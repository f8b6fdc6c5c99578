//! Error types for taskman
//!
//! Exit codes:
//! - 0: Success
//! - 2: User error (bad field values, duplicate or unknown task names, bad config)
//! - 4: Operation failed (file I/O, corrupt task file, lock contention)

use std::path::PathBuf;
use thiserror::Error;

/// Exit codes for the taskman CLI
pub mod exit_codes {
    pub const USER_ERROR: i32 = 2;
    pub const OPERATION_FAILED: i32 = 4;
}

/// Main error type for taskman operations
#[derive(Error, Debug)]
pub enum Error {
    // User errors (exit code 2)
    #[error("Invalid task: {0}")]
    Validation(String),

    #[error("Task already exists: {0}")]
    DuplicateName(String),

    #[error("Task not found: {0}")]
    NotFound(String),

    #[error("Invalid configuration: {0}")]
    InvalidConfig(String),

    #[error("Invalid argument: {0}")]
    InvalidArgument(String),

    // Operation failures (exit code 4)
    #[error("Task file {path} is corrupt: {message}")]
    CorruptStore { path: PathBuf, message: String },

    #[error("IO error: {0}")]
    Io(#[from] std::io::Error),

    #[error("JSON error: {0}")]
    Json(#[from] serde_json::Error),

    #[error("TOML parse error: {0}")]
    TomlParse(#[from] toml::de::Error),

    #[error("TOML serialize error: {0}")]
    TomlSerialize(#[from] toml::ser::Error),

    #[error("Lock acquisition failed: {0}")]
    LockFailed(PathBuf),
}

impl Error {
    /// Get the exit code for this error
    pub fn exit_code(&self) -> i32 {
        match self {
            Error::Validation(_)
            | Error::DuplicateName(_)
            | Error::NotFound(_)
            | Error::InvalidConfig(_)
            | Error::InvalidArgument(_) => exit_codes::USER_ERROR,

            Error::CorruptStore { .. }
            | Error::Io(_)
            | Error::Json(_)
            | Error::TomlParse(_)
            | Error::TomlSerialize(_)
            | Error::LockFailed(_) => exit_codes::OPERATION_FAILED,
        }
    }

    /// Short machine-readable name for the error kind
    pub fn kind(&self) -> &'static str {
        match self {
            Error::Validation(_) => "validation",
            Error::DuplicateName(_) => "duplicate_name",
            Error::NotFound(_) => "not_found",
            Error::InvalidConfig(_) => "invalid_config",
            Error::InvalidArgument(_) => "invalid_argument",
            Error::CorruptStore { .. } => "corrupt_store",
            Error::Io(_) => "io",
            Error::Json(_) => "json",
            Error::TomlParse(_) | Error::TomlSerialize(_) => "toml",
            Error::LockFailed(_) => "lock_failed",
        }
    }

    /// Structured details for JSON error output
    pub fn details(&self) -> Option<serde_json::Value> {
        match self {
            Error::DuplicateName(name) | Error::NotFound(name) => {
                Some(serde_json::json!({ "name": name }))
            }
            Error::Validation(message)
            | Error::InvalidConfig(message)
            | Error::InvalidArgument(message) => Some(serde_json::json!({ "message": message })),
            Error::CorruptStore { path, message } => Some(serde_json::json!({
                "path": path.display().to_string(),
                "message": message,
            })),
            Error::LockFailed(path) => {
                Some(serde_json::json!({ "path": path.display().to_string() }))
            }
            _ => None,
        }
    }
}

/// Result type alias for taskman operations
pub type Result<T> = std::result::Result<T, Error>;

○ ○ ○ ○ ○

For the word "Result", find every line in the data that holds it and copy that line.

/// Result type alias for taskman operations
pub type Result<T> = std::result::Result<T, Error>;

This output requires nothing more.